[llvm-dev] [cfe-dev] [RFC] Expose user provided vector function for auto-vectorization.

Thu May 30 09:05:27 PDT 2019

On 05/29, Finkel, Hal J. via cfe-dev wrote:
> On 5/29/19 1:52 PM, Philip Reames wrote:
> > On 5/28/19 7:55 PM, Finkel, Hal J. wrote:
> >> On 5/28/19 3:31 PM, Philip Reames via cfe-dev wrote:
> >>> I generally like the idea of having support in IR for vectorization of
> >>> custom functions.  I have several use cases which would benefit from this.
> >>>
> >>> I'd suggest a couple of reframings to the IR representation though.
> >>>
> >>> First, this should probably be specified as metadata/attribute on a
> >>> function declaration.  Allowing the callsite variant is fine, but it
> >>> should primarily be a property of the called function, not of the call
> >>> site.  Being able to specify it once per declaration is much cleaner.
> >> I agree. We should support this both on the function declaration and on
> >> the call sites.
> >>
> >>
> >>> Second, I really don't like the mangling use here.  We need a better way
> >>> to specify the properties of the function then it's mangled name.  One
> >>> thought to explore is to directly use the Value of the function
> >>> declaration (since this is metadata and we can do that), and then tie
> >>> the properties to the function declaration in some way?  Sorry, I don't
> >>> really have a specific suggestion here.
> >> Is the problem the mangling or the fact that the mangling is
> >> ABI/target-specific?
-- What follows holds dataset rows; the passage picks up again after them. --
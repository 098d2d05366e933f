//! Renders the `stepwright(1)` manual page from the clap definition.

use std::{fs, path::PathBuf};

use clap::CommandFactory;
use clap_mangen::Man;

#[path = "src/cli.rs"]
mod cli;

fn main() -> Result<(), Box<dyn std::error::Error>> {
    println!("cargo:rerun-if-changed=src/cli.rs");

    let man_dir = PathBuf::from("target/generated-man");
    fs::create_dir_all(&man_dir)?;

    let mut page = Vec::new();
    Man::new(cli::Cli::command())
        .section("1")
        .render(&mut page)?;
    fs::write(man_dir.join("stepwright.1"), page)?;

    Ok(())
}
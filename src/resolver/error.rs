//! Errors raised while resolving placeholders.

use thiserror::Error;

/// A placeholder could not be resolved against the recorded steps.
#[derive(Debug, Error, PartialEq, Eq)]
pub enum ResolutionError {
    /// The referenced step has not completed in this scenario pass.
    #[error("placeholder '{expression}' references step '{step}' which has not run yet")]
    UnknownStep {
        /// Step name taken from the placeholder.
        step: String,
        /// Full placeholder expression.
        expression: String,
    },
    /// The step exists but the path does not lead to a value.
    #[error("placeholder '{expression}' references missing field '{path}' of step '{step}'")]
    MissingField {
        /// Step name taken from the placeholder.
        step: String,
        /// Path below the step record.
        path: String,
        /// Full placeholder expression.
        expression: String,
    },
    /// The placeholder is syntactically unusable.
    #[error("invalid placeholder path '{0}'")]
    InvalidPath(String),
}
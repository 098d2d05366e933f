//! Placeholder resolution against completed steps.
//!
//! Templates reference earlier steps with `${$.<step>.<path>}`, for example
//! `${$.create_user.response.id}` or `${$.search.request.query.terms[0]}`.
//! The first segment names a recorded step; the rest walks its
//! `{request, response}` record.
//!
//! [`resolve`] treats its template as JSON text. A placeholder that fills
//! a whole string literal is replaced by the raw JSON value, so
//! `{"id": "${$.create.response.id}"}` becomes `{"id": 42}`. A placeholder
//! embedded in a longer literal contributes the value's text, escaped as
//! string content. Outside string literals the value's JSON is inserted.
//!
//! [`resolve_text`] treats its template as plain text, such as a target URL:
//! strings are inserted verbatim and other values as their JSON text.

mod error;
mod path;

use std::sync::LazyLock;

pub use error::ResolutionError;
use regex::Regex;
use serde_json::Value;

use crate::state::ScenarioExecutionState;

#[expect(
    clippy::expect_used,
    reason = "the placeholder pattern is a constant known to compile"
)]
static PLACEHOLDER: LazyLock<Regex> =
    LazyLock::new(|| Regex::new(r"\$\{\$\.([^{}]*)\}").expect("placeholder pattern compiles"));

/// Resolve every step placeholder in the JSON text `template`.
///
/// Strings without step placeholders are returned unchanged, and `${...}`
/// tokens that do not start with `$.` are left alone.
///
/// # Errors
///
/// Returns [`ResolutionError`] when a placeholder names a step that has not
/// been recorded (including the current step and later ones) or a path that
/// does not exist in that step's record.
///
/// # Examples
///
/// ```
/// use stepwright::{
///     resolver::resolve,
///     state::{ScenarioExecutionState, StepExecutionState},
/// };
///
/// let mut state = ScenarioExecutionState::new();
/// let mut create = StepExecutionState::new("create");
/// create.set_response(r#"{"id": 42, "owner": {"name": "Ada"}}"#);
/// state.record(create).expect("first record");
///
/// let body = resolve(r#"{"owner": "${$.create.response.id}"}"#, &state).expect("resolves");
/// assert_eq!(body, r#"{"owner": 42}"#);
///
/// let note = resolve(r#"{"note": "by ${$.create.response.owner}"}"#, &state).expect("resolves");
/// assert_eq!(note, r#"{"note": "by {\"name\":\"Ada\"}"}"#);
/// ```
pub fn resolve(template: &str, state: &ScenarioExecutionState) -> Result<String, ResolutionError> {
    if !PLACEHOLDER.is_match(template) {
        return Ok(template.to_owned());
    }

    let mut out = String::with_capacity(template.len());
    let mut literal = Literal::default();
    let mut last = 0;
    for caps in PLACEHOLDER.captures_iter(template) {
        let (Some(whole), Some(expr)) = (caps.get(0), caps.get(1)) else {
            continue;
        };
        let value = lookup(expr.as_str(), state)?;
        let (start, end) = (whole.start(), whole.end());
        literal.scan(&template[last..start], last);
        match literal.opened_at {
            Some(open) if open + 1 == start && template[end..].starts_with('"') => {
                out.push_str(&template[last..open]);
                out.push_str(&value.to_string());
                literal.opened_at = None;
                last = end + 1;
            }
            Some(_) => {
                out.push_str(&template[last..start]);
                out.push_str(&escape(&plain_text(value)));
                last = end;
            }
            None => {
                out.push_str(&template[last..start]);
                out.push_str(&value.to_string());
                last = end;
            }
        }
    }
    out.push_str(&template[last..]);
    Ok(out)
}

/// Resolve every step placeholder in the plain text `template`.
///
/// # Errors
///
/// See [`resolve`].
///
/// ```
/// use stepwright::{
///     resolver::resolve_text,
///     state::{ScenarioExecutionState, StepExecutionState},
/// };
///
/// let mut state = ScenarioExecutionState::new();
/// let mut create = StepExecutionState::new("create");
/// create.set_response(r#"{"id": 42, "slug": "a\"b"}"#);
/// state.record(create).expect("first record");
///
/// let url = resolve_text("/users/${$.create.response.id}/${$.create.response.slug}", &state)
///     .expect("resolves");
/// assert_eq!(url, r#"/users/42/a"b"#);
/// ```
pub fn resolve_text(template: &str, state: &ScenarioExecutionState) -> Result<String, ResolutionError> {
    let mut out = String::with_capacity(template.len());
    let mut last = 0;
    for caps in PLACEHOLDER.captures_iter(template) {
        let (Some(whole), Some(expr)) = (caps.get(0), caps.get(1)) else {
            continue;
        };
        let value = lookup(expr.as_str(), state)?;
        out.push_str(&template[last..whole.start()]);
        out.push_str(&plain_text(value));
        last = whole.end();
    }
    out.push_str(&template[last..]);
    Ok(out)
}

/// Resolve a JSON template value, returning the resolved JSON text.
///
/// # Errors
///
/// See [`resolve`].
pub fn resolve_value(
    template: &Value,
    state: &ScenarioExecutionState,
) -> Result<String, ResolutionError> {
    resolve(&template.to_string(), state)
}

/// Tracks whether scanned JSON text is inside a string literal.
#[derive(Default)]
struct Literal {
    opened_at: Option<usize>,
    escaped: bool,
}

impl Literal {
    fn scan(&mut self, text: &str, offset: usize) {
        for (i, c) in text.char_indices() {
            if self.escaped {
                self.escaped = false;
                continue;
            }
            match (c, self.opened_at) {
                ('\\', Some(_)) => self.escaped = true,
                ('"', Some(_)) => self.opened_at = None,
                ('"', None) => self.opened_at = Some(offset + i),
                _ => {}
            }
        }
    }
}

fn lookup<'a>(
    expression: &str,
    state: &'a ScenarioExecutionState,
) -> Result<&'a Value, ResolutionError> {
    let (step, rest) = match expression.split_once('.') {
        Some((step, rest)) => (step, Some(rest)),
        None => (expression, None),
    };
    if step.is_empty() {
        return Err(ResolutionError::InvalidPath(expression.to_owned()));
    }
    let record = state.step(step).ok_or_else(|| ResolutionError::UnknownStep {
        step: step.to_owned(),
        expression: expression.to_owned(),
    })?;
    let Some(rest) = rest else {
        return Ok(record);
    };
    let segments =
        path::parse(rest).ok_or_else(|| ResolutionError::InvalidPath(expression.to_owned()))?;
    path::lookup(record, &segments).ok_or_else(|| ResolutionError::MissingField {
        step: step.to_owned(),
        path: rest.to_owned(),
        expression: expression.to_owned(),
    })
}

fn plain_text(value: &Value) -> String {
    match value {
        Value::String(text) => text.clone(),
        other => other.to_string(),
    }
}

fn escape(text: &str) -> String {
    let quoted = Value::String(text.to_owned()).to_string();
    quoted[1..quoted.len() - 1].to_owned()
}
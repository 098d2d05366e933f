//! Tests for `stepwright` metrics helpers.
//!
//! Counters are read back through `metrics_util::debugging::DebuggingRecorder`.

use rstest::rstest;
use serde_json::json;
use stepwright::{
    EndpointConfig,
    LocalCallExecutor,
    LocalCallRegistry,
    ScenarioRunner,
    ScenarioSpec,
    Step,
    StepDispatcher,
    metrics::{self, Outcome},
};
use stepwright_testing::{counter_value, debugging_recorder};

#[rstest]
#[case(Outcome::Passed, "passed")]
#[case(Outcome::AssertionFailed, "assertion_failed")]
#[case(Outcome::Errored, "errored")]
fn step_counter_is_labelled_by_outcome(#[case] outcome: Outcome, #[case] label: &str) {
    let (snapshotter, recorder) = debugging_recorder();
    ::metrics::with_local_recorder(&recorder, || {
        metrics::inc_steps(outcome);
        metrics::inc_steps(outcome);
    });

    assert_eq!(
        counter_value(&snapshotter, metrics::STEPS_TOTAL, Some(("outcome", label))),
        2
    );
}

#[test]
fn record_counters_accumulate() {
    let (snapshotter, recorder) = debugging_recorder();
    ::metrics::with_local_recorder(&recorder, || {
        metrics::add_records_consumed(3);
        metrics::add_records_consumed(2);
        metrics::add_records_produced(4);
        metrics::inc_idle_polls();
    });

    assert_eq!(counter_value(&snapshotter, metrics::RECORDS_CONSUMED, None), 5);
    assert_eq!(counter_value(&snapshotter, metrics::RECORDS_PRODUCED, None), 4);
    assert_eq!(counter_value(&snapshotter, metrics::IDLE_POLLS, None), 1);
}

#[tokio::test(flavor = "current_thread")]
async fn scenario_run_counts_steps() {
    let registry = LocalCallRegistry::new();
    registry
        .register("echo.Service", "echo", |request| async move { Ok(request) })
        .expect("register echo");
    let runner = ScenarioRunner::new(
        StepDispatcher::new(EndpointConfig::default()).with_local(LocalCallExecutor::new(registry)),
    );
    let scenario = ScenarioSpec::new(
        "counted",
        vec![
            Step::new("a", "echo.Service", "echo", json!({"v": 1}), json!({"v": 1})),
            Step::new("b", "echo.Service", "echo", json!({"v": 2}), json!({"v": 3})),
        ],
    );

    let (snapshotter, recorder) = debugging_recorder();
    let _guard = ::metrics::set_default_local_recorder(&recorder);
    let report = runner.run(&scenario).await;

    assert!(!report.passed());
    assert_eq!(counter_value(&snapshotter, metrics::STEPS_TOTAL, Some(("outcome", "passed"))), 1);
    assert_eq!(
        counter_value(&snapshotter, metrics::STEPS_TOTAL, Some(("outcome", "assertion_failed"))),
        1
    );
}
//! In-process operations.
//!
//! A [`LocalCallRegistry`] maps a qualified service name and an operation to
//! an async handler exchanging JSON values. Steps whose target has no `/`
//! are dispatched here.

use std::{future::Future, sync::Arc};

use async_trait::async_trait;
use dashmap::{DashMap, mapref::entry::Entry};
use futures::{FutureExt, future::BoxFuture};
use log::debug;
use serde::{Serialize, de::DeserializeOwned};
use serde_json::Value;

use super::{BackendError, BackendExecutor, RegistryError};
use crate::{broker::BoxError, state::parse_lenient};

/// Type-erased in-process operation.
pub type LocalHandler = Arc<dyn Fn(Value) -> BoxFuture<'static, Result<Value, BoxError>> + Send + Sync>;

/// Concurrent table of in-process operations.
///
/// Cloning the registry shares the underlying table.
#[derive(Clone, Default)]
pub struct LocalCallRegistry {
    handlers: Arc<DashMap<(String, String), LocalHandler>>,
}

impl LocalCallRegistry {
    /// Create an empty registry.
    #[must_use]
    pub fn new() -> Self { Self::default() }

    /// Register `handler` under `target` and `operation`.
    ///
    /// # Errors
    ///
    /// Returns [`RegistryError::Duplicate`] if the name is taken.
    pub fn register<F, Fut>(&self, target: &str, operation: &str, handler: F) -> Result<(), RegistryError>
    where
        F: Fn(Value) -> Fut + Send + Sync + 'static,
        Fut: Future<Output = Result<Value, BoxError>> + Send + 'static,
    {
        let handler: LocalHandler = Arc::new(move |request| handler(request).boxed());
        match self.handlers.entry((target.to_owned(), operation.to_owned())) {
            Entry::Occupied(_) => Err(RegistryError::Duplicate {
                target: target.to_owned(),
                operation: operation.to_owned(),
            }),
            Entry::Vacant(slot) => {
                slot.insert(handler);
                Ok(())
            }
        }
    }

    /// Register a handler with typed request and response.
    ///
    /// The step payload is deserialised into `Req`; a payload that does not
    /// fit fails the call. The handler's `Resp` is serialised back to JSON.
    ///
    /// # Errors
    ///
    /// Returns [`RegistryError::Duplicate`] if the name is taken.
    pub fn register_typed<Req, Resp, F, Fut>(
        &self,
        target: &str,
        operation: &str,
        handler: F,
    ) -> Result<(), RegistryError>
    where
        Req: DeserializeOwned + Send + 'static,
        Resp: Serialize + 'static,
        F: Fn(Req) -> Fut + Send + Sync + 'static,
        Fut: Future<Output = Result<Resp, BoxError>> + Send + 'static,
    {
        let handler = Arc::new(handler);
        self.register(target, operation, move |request| {
            let handler = Arc::clone(&handler);
            async move {
                let request: Req = serde_json::from_value(request)?;
                let response = handler(request).await?;
                Ok::<_, BoxError>(serde_json::to_value(response)?)
            }
        })
    }

    /// Look up the handler for `target` and `operation`.
    #[must_use]
    pub fn get(&self, target: &str, operation: &str) -> Option<LocalHandler> {
        self.handlers
            .get(&(target.to_owned(), operation.to_owned()))
            .map(|entry| Arc::clone(entry.value()))
    }

    /// Number of registered operations.
    #[must_use]
    pub fn len(&self) -> usize { self.handlers.len() }

    /// Whether nothing is registered.
    #[must_use]
    pub fn is_empty(&self) -> bool { self.handlers.is_empty() }
}

/// Executes in-process steps against a [`LocalCallRegistry`].
#[derive(Clone, Default)]
pub struct LocalCallExecutor {
    registry: LocalCallRegistry,
}

impl LocalCallExecutor {
    /// Dispatch to operations in `registry`.
    #[must_use]
    pub fn new(registry: LocalCallRegistry) -> Self { Self { registry } }

    /// The registry this executor reads.
    #[must_use]
    pub fn registry(&self) -> &LocalCallRegistry { &self.registry }
}

#[async_trait]
impl BackendExecutor for LocalCallExecutor {
    async fn execute(&self, target: &str, operation: &str, request: &str) -> Result<String, BackendError> {
        let Some(handler) = self.registry.get(target, operation) else {
            return Err(BackendError::UnknownOperation {
                target: target.to_owned(),
                operation: operation.to_owned(),
            });
        };
        debug!("calling in-process operation {target}.{operation}");
        let payload = if request.trim().is_empty() {
            Value::Null
        } else {
            parse_lenient(request)
        };
        let response = handler(payload)
            .await
            .map_err(|source| BackendError::LocalCall {
                target: target.to_owned(),
                operation: operation.to_owned(),
                source,
            })?;
        Ok(serde_json::to_string(&response)?)
    }
}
One option is to use LLVM's mangling scheme (the
> >> one we use for intrinsics) and then provide some backend infrastructure
> >> to translate later.
> > Well, both honestly.  But mangling with a non-target specific scheme is
> > a lot better, so I might be okay with that.   Good idea.
> 
> 
> I liked your idea of directly encoding the signature in the metadata, 
> but I think that we want to continue to use attributes, and not 
> metadata, and the options for attributes seem more limited - unless we 
> allow attributes to take metadata arguments - maybe that's an 
> enhancement worth considering.

I recently talked to people in the OpenMP language committee meeting
about this and, thinking forward to the actual implementation/use of the
OpenMP 5.x declare variant feature, I'd say:

  - We will need a mangling scheme if we want to allow variants on
    declarations that are defined elsewhere.
  - We will need a (OpenMP) standardized mangling scheme if we want
    interoperability between compilers.

I assume we want both so I think we will need both.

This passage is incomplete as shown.